Best bet: Scour the notes for any indication as to whether this is bicipital or calcific tendinitis. Since symptoms for these conditions often overlap, you might have to check with the performing provider for a definitive answer.

Ear Infection And Flu

Question 3: A computed tomography (CT) scan is performed on a patient with a chronic middle ear infection. The documentation also notes a positive influenza test result. The provider does not state whether or not the conditions are related. Should you report these two conditions separately, or is your best bet a combination code?

Answer 3: Despite the fact that the physician doesn’t definitively connect these conditions, you will want to refer to the ICD-10-CM manual to determine your course of action. However, in order to code this properly, you must have a grasp on how to code an ear infection. Infection ⇒ ear (middle) leads you to “see also otitis media.” But, before you report an otitis media code, you’ll want to look up the patient’s influenza diagnosis first to determine whether a combination code exists.

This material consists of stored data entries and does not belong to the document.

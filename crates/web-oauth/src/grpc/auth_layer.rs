//! Tower layer authenticating gRPC requests with web OAuth bearer tokens.
//!
//! Extracts the Bearer token from the `authorization` metadata and runs it
//! through [`verify_token`] with the configured handler.
//!
//! # Security
//!
//! - Every request must carry a token the handler accepts
//! - All rejections return the same UNAUTHENTICATED status and message
//! - Rejection detail is logged at debug level only

use crate::errors::UNAUTHENTICATED_MESSAGE;
use crate::rpc::{verify_token, AuthContext, AuthHandler, CredentialsType};
use std::collections::HashMap;
use std::fmt;
use std::future::Future;
use std::pin::Pin;
use std::sync::Arc;
use std::task::{Context, Poll};
use tonic::body::BoxBody;
use tonic::codegen::http;
use tonic::Status;
use tower::{Layer, Service};

const AUTHORIZATION_HEADER: &str = "authorization";

/// Identity of the authenticated caller, stored in request extensions.
#[derive(Clone, Debug, PartialEq, Eq)]
pub struct AuthenticatedEntity<I> {
    /// Scheme the caller authenticated with.
    pub credentials_type: CredentialsType,
    /// Entity named by the token.
    pub entity: String,
    /// Info returned by the entity verifier.
    pub info: I,
}

/// Tower layer for web OAuth gRPC authentication.
pub struct WebOAuthLayer<H> {
    handler: Arc<H>,
    credentials_type: CredentialsType,
}

impl<H> Clone for WebOAuthLayer<H> {
    fn clone(&self) -> Self {
        Self {
            handler: Arc::clone(&self.handler),
            credentials_type: self.credentials_type.clone(),
        }
    }
}

impl<H> fmt::Debug for WebOAuthLayer<H> {
    fn fmt(&self, f: &mut fmt::Formatter<'_>) -> fmt::Result {
        f.debug_struct("WebOAuthLayer")
            .field("credentials_type", &self.credentials_type)
            .finish_non_exhaustive()
    }
}

impl<H> WebOAuthLayer<H> {
    /// Create a layer from a registration pair.
    pub fn new(credentials_type: CredentialsType, handler: Arc<H>) -> Self {
        Self {
            handler,
            credentials_type,
        }
    }
}

impl<S, H> Layer<S> for WebOAuthLayer<H> {
    type Service = WebOAuthService<S, H>;

    fn layer(&self, inner: S) -> Self::Service {
        WebOAuthService {
            inner,
            handler: Arc::clone(&self.handler),
            credentials_type: self.credentials_type.clone(),
        }
    }
}

/// Tower service for web OAuth gRPC authentication.
pub struct WebOAuthService<S, H> {
    inner: S,
    handler: Arc<H>,
    credentials_type: CredentialsType,
}

impl<S: Clone, H> Clone for WebOAuthService<S, H> {
    fn clone(&self) -> Self {
        Self {
            inner: self.inner.clone(),
            handler: Arc::clone(&self.handler),
            credentials_type: self.credentials_type.clone(),
        }
    }
}

impl<S, H, ReqBody> Service<http::Request<ReqBody>> for WebOAuthService<S, H>
where
    S: Service<http::Request<ReqBody>, Response = http::Response<BoxBody>>
        + Clone
        + Send
        + 'static,
    S::Future: Send + 'static,
    ReqBody: Send + 'static,
    H: AuthHandler + 'static,
    H::EntityInfo: Clone,
{
    type Response = S::Response;
    type Error = S::Error;
    type Future = Pin<Box<dyn Future<Output = Result<Self::Response, Self::Error>> + Send>>;

    fn poll_ready(&mut self, cx: &mut Context<'_>) -> Poll<Result<(), Self::Error>> {
        self.inner.poll_ready(cx)
    }

    fn call(&mut self, req: http::Request<ReqBody>) -> Self::Future {
        let mut inner = self.inner.clone();
        let handler = Arc::clone(&self.handler);
        let credentials_type = self.credentials_type.clone();

        Box::pin(async move {
            let Some(token) = bearer_token(req.headers()) else {
                return Ok(unauthenticated_response());
            };

            let ctx = AuthContext::new().with_metadata(request_metadata(req.headers()));

            let authenticated = match verify_token(handler.as_ref(), &ctx, &token).await {
                Ok(a) => a,
                Err(e) => {
                    tracing::debug!(target: "web_oauth.grpc", error = %e, "Request rejected");
                    return Ok(e.to_status().into_http());
                }
            };

            let (mut parts, body) = req.into_parts();
            parts.extensions.insert(AuthenticatedEntity {
                credentials_type,
                entity: authenticated.entity,
                info: authenticated.info,
            });
            let req = http::Request::from_parts(parts, body);

            inner.call(req).await
        })
    }
}

fn bearer_token(headers: &http::HeaderMap) -> Option<String> {
    let Some(value) = headers.get(AUTHORIZATION_HEADER) else {
        tracing::debug!(target: "web_oauth.grpc", "Missing authorization header");
        return None;
    };

    let Ok(value) = value.to_str() else {
        tracing::debug!(target: "web_oauth.grpc", "Invalid authorization header encoding");
        return None;
    };

    match value.strip_prefix("Bearer ") {
        Some(token) if !token.is_empty() => Some(token.to_string()),
        _ => {
            tracing::debug!(target: "web_oauth.grpc", "Invalid authorization format");
            None
        }
    }
}

fn request_metadata(headers: &http::HeaderMap) -> HashMap<String, String> {
    headers
        .iter()
        .filter(|(name, _)| name.as_str() != AUTHORIZATION_HEADER)
        .filter_map(|(name, value)| {
            value
                .to_str()
                .ok()
                .map(|v| (name.as_str().to_string(), v.to_string()))
        })
        .collect()
}

fn unauthenticated_response() -> http::Response<BoxBody> {
    Status::unauthenticated(UNAUTHENTICATED_MESSAGE).into_http()
}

In the ICD-10-CM index, Influenza (bronchial) (epidemic) (respiratory (upper)) (unidentified influenza virus) ⇒ otitis media leads you to code J11.83 (Influenza due to unidentified influenza virus with otitis media). As you can see via the index, you do not need to determine a cause and effect relationship in order to report code J11.83. When the index uses the term “with,” the accompanying condition only needs to be included as a diagnosis alongside the primary condition.

The same applies for other respiratory manifestations. If, for instance, the provider documents pharyngitis in addition to the influenza diagnosis, but does not state that the pharyngitis is a manifestation of the influenza, you will still report code J11.1 (Influenza due to unidentified influenza virus with other respiratory manifestations). That’s because Influenza ⇒ with pharyngitis leads you to code J11.1. Despite the fact the code description for J11.1 indicates the pharyngitis is a manifestation, you don’t need to prove as much in order to reach the code via the ICD-10-CM index.